As mentioned in all the previous content, calligraphy in Persian art in its beginnings was used for a merely decorative nature, so it was very common for artists to use it to leave this type of art in: metal vessels, pottery, as well as in various ancient architectural works. The American writer and historian Will Durant gave a very brief description of it:

"Persian calligraphy had an alphabet of 36 characters, which the ancient Iranians generally used pencils, a ceramic plate and skins to capture."

Among the first works with great value in the present, in which this type of delicate technique of illustrations and calligraphy was also used, we can mention:

  • The Qur'an Shahnameh.
  • Divan Hafez.
  • Golestan.
  • Bostan.

Most of these texts are kept and preserved in various museums and by collectors around the world, among the institutions that guard these are:

  • The Hermitage Museum in Saint Petersburg.
  • Freer Gallery in Washington.

Additionally, it is important to emphasize that Persian art in this category used several styles of calligraphy, among which the following stand out:

  • Shekasteh
  • Nasta'liq
  • naskh
  • muhaqqaq

Decorative tiles

The tiles were a fundamental piece for Persian architecture in terms of the construction of mosques, for this reason the predominance of this element can be seen, for example, in Isfahan where the favorite was the one with blue tones. Among the ancient places most noted for the production and use of Persian tile are Kashan and Tabiz.

Reasons

Prey art has demonstrated over a long period of time, a unique creation of designs that have been used to adorn various objects or structures, possibly motivated by:

  • The nomadic tribes, who had a technique to create geometric designs widely used in kilim and gabbeh designs.
  • The idea about advanced geometry influenced by Islam.
  • The consideration of oriental designs, which are also reflected in India and Pakistan.

Other crafts linked to Persian art

Persian art can also be seen reflected in other societies that due to the proximity to Persia were influenced by this culture, although in some of them at present there are no palpable objects of its artistic manifestation, its existence can be recognized. and the contribution of his art.

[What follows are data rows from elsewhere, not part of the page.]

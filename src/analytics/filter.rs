//! Partner filtering and fact-table cascade

use crate::dataset::Dataset;
use crate::model::{ActivityRecord, FactRecord, Level, Partner, PartnerId, SalesRecord, SocialRecord, Status};
use rustc_hash::FxHashSet;
use serde::{Deserialize, Serialize};
use std::collections::BTreeSet;

/// Active filter controls
///
/// An empty level or status set selects nothing. `search` is ignored while a
/// partner is selected.
#[derive(Debug, Clone, PartialEq, Eq, Serialize, Deserialize)]
pub struct FilterSet {
    pub levels: BTreeSet<Level>,
    pub statuses: BTreeSet<Status>,
    pub search: Option<String>,
    pub selected: Option<PartnerId>,
}

impl Default for FilterSet {
    fn default() -> Self {
        Self {
            levels: Level::ALL.into_iter().collect(),
            statuses: Status::ALL.into_iter().collect(),
            search: None,
            selected: None,
        }
    }
}

impl FilterSet {
    pub fn with_levels(mut self, levels: impl IntoIterator<Item = Level>) -> Self {
        self.levels = levels.into_iter().collect();
        self
    }

    pub fn with_statuses(mut self, statuses: impl IntoIterator<Item = Status>) -> Self {
        self.statuses = statuses.into_iter().collect();
        self
    }

    pub fn with_search(mut self, query: impl Into<String>) -> Self {
        let query = query.into();
        self.search = if query.trim().is_empty() { None } else { Some(query) };
        self
    }

    pub fn with_selected(mut self, id: Option<PartnerId>) -> Self {
        self.selected = id;
        self
    }

    fn admits(&self, partner: &Partner) -> bool {
        self.levels.contains(&partner.level) && self.statuses.contains(&partner.status)
    }

    fn search_query(&self) -> Option<&str> {
        match (&self.search, self.selected) {
            (Some(q), None) => Some(q.as_str()),
            _ => None,
        }
    }
}

/// Partners and facts that survived the filters
#[derive(Debug, Clone, Default)]
pub struct FilteredView<'a> {
    /// Partners passing level, status and search filters. A selection does
    /// not narrow this list so the graph can still show the neighbourhood.
    pub partners: Vec<&'a Partner>,
    pub sales: Vec<&'a SalesRecord>,
    pub activity: Vec<&'a ActivityRecord>,
    pub social: Vec<&'a SocialRecord>,
    pub selected: Option<PartnerId>,
}

impl<'a> FilteredView<'a> {
    pub fn is_empty(&self) -> bool {
        self.partners.is_empty()
    }

    pub fn partner_ids(&self) -> FxHashSet<PartnerId> {
        self.partners.iter().map(|p| p.partner_id).collect()
    }
}

/// Restrict partners by level, status and search, then inner-join every fact
/// table on the surviving partner ids (further narrowed to the selected
/// partner, when there is one).
pub fn apply_filters<'a>(dataset: &'a Dataset, filters: &FilterSet) -> FilteredView<'a> {
    let query = filters.search_query();
    let partners: Vec<&Partner> = dataset
        .partners
        .iter()
        .filter(|p| filters.admits(p))
        .filter(|p| query.map_or(true, |q| p.matches_search(q)))
        .collect();

    let mut keep: FxHashSet<PartnerId> = partners.iter().map(|p| p.partner_id).collect();
    if let Some(selected) = filters.selected {
        keep.retain(|id| *id == selected);
    }

    FilteredView {
        partners,
        sales: join(&dataset.sales, &keep),
        activity: join(&dataset.activity, &keep),
        social: join(&dataset.social, &keep),
        selected: filters.selected,
    }
}

/// Inner join of a fact table on a set of partner ids
fn join<'a, T: FactRecord>(rows: &'a [T], keep: &FxHashSet<PartnerId>) -> Vec<&'a T> {
    rows.iter().filter(|r| keep.contains(&r.partner_id())).collect()
}

/// Partners offered by the partner selector: level and status filtered, then
/// narrowed by a case-insensitive name search.
pub fn selectable_partners<'a>(dataset: &'a Dataset, filters: &FilterSet) -> Vec<&'a Partner> {
    let needle = filters.search.as_deref().map(str::to_lowercase);
    dataset
        .partners
        .iter()
        .filter(|p| filters.admits(p))
        .filter(|p| needle.as_ref().map_or(true, |n| p.name.to_lowercase().contains(n.as_str())))
        .collect()
}

#[cfg(test)]
mod tests {
    use super::*;
    use crate::dataset::Origin;
    use chrono::NaiveDate;

    fn date() -> NaiveDate {
        NaiveDate::from_ymd_opt(2025, 1, 10).unwrap()
    }

    fn dataset() -> Dataset {
        let partners = vec![
            Partner::new(1, "Root Distributor", Level::Distributor, None, date(), Status::Active),
            Partner::new(2, "Partner 2", Level::Agent, Some(PartnerId(1)), date(), Status::Pending),
            Partner::new(3, "Partner 3", Level::Ambassador, Some(PartnerId(2)), date(), Status::Active),
            Partner::new(12, "Partner 12", Level::Ambassador, Some(PartnerId(2)), date(), Status::Premium),
        ];
        let sales = partners
            .iter()
            .map(|p| SalesRecord {
                partner_id: p.partner_id,
                date: date(),
                revenue: 100.0,
                transaction_id: "TX-10000".to_string(),
                product: "Product-1".to_string(),
            })
            .collect();
        Dataset {
            origin: Origin::Generated,
            partners,
            sales,
            activity: Vec::new(),
            social: Vec::new(),
        }
    }

    fn ids(view: &FilteredView) -> Vec<u64> {
        view.partners.iter().map(|p| p.partner_id.as_u64()).collect()
    }

    #[test]
    fn test_default_keeps_everything() {
        let ds = dataset();
        let view = apply_filters(&ds, &FilterSet::default());
        assert_eq!(ids(&view), vec![1, 2, 3, 12]);
        assert_eq!(view.sales.len(), 4);
    }

    #[test]
    fn test_level_and_status_filters() {
        let ds = dataset();
        let filters = FilterSet::default()
            .with_levels([Level::Ambassador])
            .with_statuses([Status::Active, Status::Premium]);
        let view = apply_filters(&ds, &filters);
        assert_eq!(ids(&view), vec![3, 12]);
        assert!(view.sales.iter().all(|s| s.partner_id == PartnerId(3) || s.partner_id == PartnerId(12)));
    }

    #[test]
    fn test_empty_selection_selects_nothing() {
        let ds = dataset();
        let view = apply_filters(&ds, &FilterSet::default().with_levels(Vec::<Level>::new()));
        assert!(view.is_empty());
        assert!(view.sales.is_empty());
    }

    #[test]
    fn test_search_by_name_or_id() {
        let ds = dataset();
        let view = apply_filters(&ds, &FilterSet::default().with_search("ROOT"));
        assert_eq!(ids(&view), vec![1]);

        let view = apply_filters(&ds, &FilterSet::default().with_search("2"));
        assert_eq!(ids(&view), vec![2, 12]);
    }

    #[test]
    fn test_selection_narrows_facts_only() {
        let ds = dataset();
        let filters = FilterSet::default()
            .with_search("nomatch")
            .with_selected(Some(PartnerId(3)));
        let view = apply_filters(&ds, &filters);
        // search is ignored while a partner is selected
        assert_eq!(ids(&view), vec![1, 2, 3, 12]);
        assert_eq!(view.sales.len(), 1);
        assert_eq!(view.sales[0].partner_id, PartnerId(3));
    }

    #[test]
    fn test_selectable_partners_search_by_name() {
        let ds = dataset();
        let filters = FilterSet::default().with_search("partner 1");
        let names: Vec<_> = selectable_partners(&ds, &filters).iter().map(|p| p.name.clone()).collect();
        assert_eq!(names, vec!["Partner 12".to_string()]);
    }
}
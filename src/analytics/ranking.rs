//! Partner rankings over the combined KPI table

use super::summary::KpiRow;
use crate::error::DashboardError;
use serde::{Deserialize, Serialize};
use std::fmt;
use std::str::FromStr;

/// Rankable KPI column
#[derive(Debug, Clone, Copy, PartialEq, Eq, Hash, Serialize, Deserialize)]
pub enum KpiMetric {
    Revenue,
    ActivityCount,
    Posts,
    Shares,
    Sentiment,
    AdvocacyScore,
}

impl KpiMetric {
    pub const ALL: [KpiMetric; 6] = [
        KpiMetric::Revenue,
        KpiMetric::ActivityCount,
        KpiMetric::Posts,
        KpiMetric::Shares,
        KpiMetric::Sentiment,
        KpiMetric::AdvocacyScore,
    ];

    /// Label shown in the KPI selector
    pub fn display_name(&self) -> &'static str {
        match self {
            KpiMetric::Revenue => "Revenue",
            KpiMetric::ActivityCount => "Activity Count",
            KpiMetric::Posts => "Posts",
            KpiMetric::Shares => "Shares",
            KpiMetric::Sentiment => "Sentiment",
            KpiMetric::AdvocacyScore => "Advocacy Score",
        }
    }

    /// Column name in the KPI table and its CSV export
    pub fn column(&self) -> &'static str {
        match self {
            KpiMetric::Revenue => "revenue",
            KpiMetric::ActivityCount => "activity_count",
            KpiMetric::Posts => "posts",
            KpiMetric::Shares => "shares",
            KpiMetric::Sentiment => "sentiment",
            KpiMetric::AdvocacyScore => "advocacy_score",
        }
    }

    pub fn value(&self, row: &KpiRow) -> f64 {
        match self {
            KpiMetric::Revenue => row.revenue,
            KpiMetric::ActivityCount => row.activity_count as f64,
            KpiMetric::Posts => row.posts as f64,
            KpiMetric::Shares => row.shares as f64,
            KpiMetric::Sentiment => row.sentiment,
            KpiMetric::AdvocacyScore => row.advocacy_score,
        }
    }
}

impl fmt::Display for KpiMetric {
    fn fmt(&self, f: &mut fmt::Formatter<'_>) -> fmt::Result {
        f.write_str(self.display_name())
    }
}

impl FromStr for KpiMetric {
    type Err = DashboardError;

    /// Accepts either the display name or the column name, ignoring case
    fn from_str(s: &str) -> Result<Self, Self::Err> {
        let wanted = s.trim().to_lowercase().replace([' ', '-'], "_");
        KpiMetric::ALL
            .iter()
            .copied()
            .find(|m| m.column() == wanted)
            .ok_or_else(|| DashboardError::UnknownMetric(s.to_string()))
    }
}

#[derive(Debug, Clone, Copy, PartialEq, Eq, Serialize, Deserialize)]
pub enum SortOrder {
    Ascending,
    Descending,
}

/// Sort by `metric` and keep the first `k` rows. The sort is stable, so ties
/// keep their input order in both directions.
pub fn rank(rows: &[KpiRow], metric: KpiMetric, order: SortOrder, k: usize) -> Vec<KpiRow> {
    let mut sorted: Vec<&KpiRow> = rows.iter().collect();
    match order {
        SortOrder::Ascending => sorted.sort_by(|a, b| metric.value(a).total_cmp(&metric.value(b))),
        SortOrder::Descending => sorted.sort_by(|a, b| metric.value(b).total_cmp(&metric.value(a))),
    }
    sorted.into_iter().take(k).cloned().collect()
}

/// Top and bottom partners for the selected KPI
#[derive(Debug, Clone, PartialEq)]
pub struct Rankings {
    pub metric: KpiMetric,
    pub top: Vec<KpiRow>,
    pub bottom: Vec<KpiRow>,
}

pub fn rankings(rows: &[KpiRow], metric: KpiMetric, k: usize) -> Rankings {
    Rankings {
        metric,
        top: rank(rows, metric, SortOrder::Descending, k),
        bottom: rank(rows, metric, SortOrder::Ascending, k),
    }
}

/// Fixed top/bottom performer lists
#[derive(Debug, Clone, PartialEq)]
pub struct Leaderboards {
    pub top_revenue: Vec<KpiRow>,
    pub bottom_revenue: Vec<KpiRow>,
    pub top_activity: Vec<KpiRow>,
    pub bottom_activity: Vec<KpiRow>,
    pub top_advocacy: Vec<KpiRow>,
    pub top_engagement: Vec<KpiRow>,
    pub top_sentiment: Vec<KpiRow>,
}

pub fn leaderboards(rows: &[KpiRow], k: usize) -> Leaderboards {
    use KpiMetric::*;
    use SortOrder::*;
    Leaderboards {
        top_revenue: rank(rows, Revenue, Descending, k),
        bottom_revenue: rank(rows, Revenue, Ascending, k),
        top_activity: rank(rows, ActivityCount, Descending, k),
        bottom_activity: rank(rows, ActivityCount, Ascending, k),
        top_advocacy: rank(rows, AdvocacyScore, Descending, k),
        top_engagement: rank(rows, Posts, Descending, k),
        top_sentiment: rank(rows, Sentiment, Descending, k),
    }
}

#[cfg(test)]
mod tests {
    use super::*;
    use crate::model::{Level, PartnerId, Status};

    fn row(id: u64, revenue: f64, posts: u64) -> KpiRow {
        KpiRow {
            partner_id: PartnerId(id),
            revenue,
            name: format!("Partner {}", id),
            level: Level::Agent,
            status: Status::Active,
            activity_count: id,
            posts,
            shares: 0,
            sentiment: 0.0,
            advocacy_score: 0.0,
            reviews: 0,
        }
    }

    fn ids(rows: &[KpiRow]) -> Vec<u64> {
        rows.iter().map(|r| r.partner_id.as_u64()).collect()
    }

    #[test]
    fn test_descending_with_stable_ties() {
        let rows = vec![row(1, 50.0, 3), row(2, 90.0, 3), row(3, 50.0, 1), row(4, 10.0, 3)];
        assert_eq!(ids(&rank(&rows, KpiMetric::Revenue, SortOrder::Descending, 10)), vec![2, 1, 3, 4]);
        assert_eq!(ids(&rank(&rows, KpiMetric::Posts, SortOrder::Descending, 2)), vec![1, 2]);
    }

    #[test]
    fn test_ascending_truncates() {
        let rows = vec![row(1, 50.0, 3), row(2, 90.0, 3), row(3, 50.0, 1), row(4, 10.0, 3)];
        assert_eq!(ids(&rank(&rows, KpiMetric::Revenue, SortOrder::Ascending, 3)), vec![4, 1, 3]);
        assert!(rank(&rows, KpiMetric::Revenue, SortOrder::Ascending, 0).is_empty());
        assert!(rank(&[], KpiMetric::Revenue, SortOrder::Ascending, 5).is_empty());
    }

    #[test]
    fn test_metric_parsing() {
        assert_eq!("Activity Count".parse::<KpiMetric>().unwrap(), KpiMetric::ActivityCount);
        assert_eq!("advocacy_score".parse::<KpiMetric>().unwrap(), KpiMetric::AdvocacyScore);
        assert_eq!("REVENUE".parse::<KpiMetric>().unwrap(), KpiMetric::Revenue);
        assert!(matches!("likes".parse::<KpiMetric>(), Err(DashboardError::UnknownMetric(_))));
    }

    #[test]
    fn test_leaderboards_sizes() {
        let rows: Vec<_> = (1..=8).map(|i| row(i, i as f64 * 10.0, 8 - i)).collect();
        let boards = leaderboards(&rows, 5);
        assert_eq!(ids(&boards.top_revenue), vec![8, 7, 6, 5, 4]);
        assert_eq!(ids(&boards.bottom_activity), vec![1, 2, 3, 4, 5]);
        assert_eq!(ids(&boards.top_engagement), vec![1, 2, 3, 4, 5]);
    }
}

Among these companies, we can mention:

  • The Aryans or Indo-European Iranians, who arrived on the plateau during the second millennium BC, at Tappeh Sialk.

  • The pastoral culture of Marlik.
  • The inhabitants of the ancient district near Persia, Mannai.
  • The Medes, an Indo-European tribe who, like the Persians, had entered western Iran.
  • The Ghaznavids, who take their name from the dynasty founded by the Turkish sultan Sabuktagin, whose leaders ruled from Ghazni (in what is now Afghanistan).

If you found this article about Persian art and its history interesting, we invite you to enjoy these others:


Leave a Comment

Your email address will not be published. Required fields are marked with *

*

*

  1. Responsible for the data: Actualidad Blog
  2. Purpose of the data: Control SPAM, comment management.
  3. Legitimation: Your consent
  4. Communication of the data: The data will not be communicated to third parties except by legal obligation.
  5. Data storage: Database hosted by Occentus Networks (EU)
  6. Rights: At any time you can limit, recover and delete your information.